## YOUR INSTRUCTIONS
When a line in the data below includes "specific", pick it out and copy it.
*** RECORDS TO USE Section Begins ***
//! crates/brainbytes_core/src/ports.rs
//!
//! Defines the service contracts (traits) for the application's core logic.
//! These traits form the boundary of the hexagonal architecture, allowing the core
//! to be independent of specific external implementations like databases or APIs.

use crate::domain::{
    LearningMaterial, MaterialDraft, Message, NewMessage, ProfileDraft, Subject, UserProfile,
};
use async_trait::async_trait;
use tokio::time::Instant;
use tokio_util::sync::CancellationToken;
use uuid::Uuid;

//=========================================================================================
// Port Error and Result Types
//=========================================================================================

/// The error type for all persistence port operations.
/// This abstracts away the specific errors from the underlying store.
#[derive(Debug, thiserror::Error)]
pub enum StoreError {
    #[error("Item not found: {0}")]
    NotFound(String),
    #[error("Conflicting record: {0}")]
    Conflict(String),
    #[error("An unexpected store error occurred: {0}")]
    Unexpected(String),
}

/// A convenience type alias for `Result<T, StoreError>`.
pub type StoreResult<T> = Result<T, StoreError>;

/// Every way a call to the generation capability can fail.
#[derive(Debug, Clone, PartialEq, Eq, thiserror::Error)]
pub enum ProviderError {
    #[error("No generation credential is configured")]
    Unconfigured,
    #[error("Generation request failed: {0}")]
    Request(String),
    #[error("Generation response contained no text")]
    EmptyResponse,
    #[error("Generation was cancelled")]
    Cancelled,
    #[error("Generation deadline exceeded")]
    DeadlineExceeded,
}

//=========================================================================================
// Generation Context
//=========================================================================================

/// Deadline and cancellation handle threaded into every generation call.
///
/// Adapters should stop work once `cancellation` fires and should not keep a
/// request open past `deadline`, reporting `ProviderError::DeadlineExceeded`.
#[derive(Debug, Clone)]
pub struct GenerationContext {
    pub deadline: Instant,
    pub cancellation: CancellationToken,
}

impl GenerationContext {
    pub fn new(deadline: Instant, cancellation: CancellationToken) -> Self {
        Self {
            deadline,
            cancellation,
        }
    }

    /// Time left before the deadline, zero once it has passed.
    pub fn remaining(&self) -> std::time::Duration {
        self.deadline.saturating_duration_since(Instant::now())
    }
}

//=========================================================================================
// Service Ports (Traits)
//=========================================================================================

#[async_trait]
pub trait MessageStore: Send + Sync {
    /// Stores a message, assigning its id and creation timestamp.
    /// A message saved after another on the same store never has an earlier `created_at`.
    async fn save_message(&self, message: NewMessage) -> StoreResult<Message>;

    /// Lists messages ordered by `created_at` ascending, optionally restricted to one subject.
    async fn list_messages(&self, subject: Option<Subject>) -> StoreResult<Vec<Message>>;

    /// Deletes every message in `subject`, returning how many were removed.
    async fn delete_messages_by_subject(&self, subject: Subject) -> StoreResult<u64>;
}

#[async_trait]
pub trait ProfileStore: Send + Sync {
    async fn create_profile(&self, draft: ProfileDraft) -> StoreResult<UserProfile>;

    async fn list_profiles(&self) -> StoreResult<Vec<UserProfile>>;

    async fn get_profile(&self, id: Uuid) -> StoreResult<UserProfile>;

    async fn update_profile(&self, id: Uuid, draft: ProfileDraft) -> StoreResult<UserProfile>;

    async fn delete_profile(&self, id: Uuid) -> StoreResult<()>;
}

#[async_trait]
pub trait MaterialStore: Send + Sync {
    async fn create_material(&self, draft: MaterialDraft) -> StoreResult<LearningMaterial>;

    async fn list_materials(&self, subject: Option<Subject>) -> StoreResult<Vec<LearningMaterial>>;
}

#[async_trait]
pub trait GenerationService: Send + Sync {
    /// Produces the text answer for a fully built prompt.
    async fn generate(&self, prompt: &str, ctx: GenerationContext) -> Result<String, ProviderError>;
}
*** RECORDS TO USE Section Ends ***
## EXPECTED ANSWER
//! to be independent of specific external implementations like databases or APIs.
/// This abstracts away the specific errors from the underlying store.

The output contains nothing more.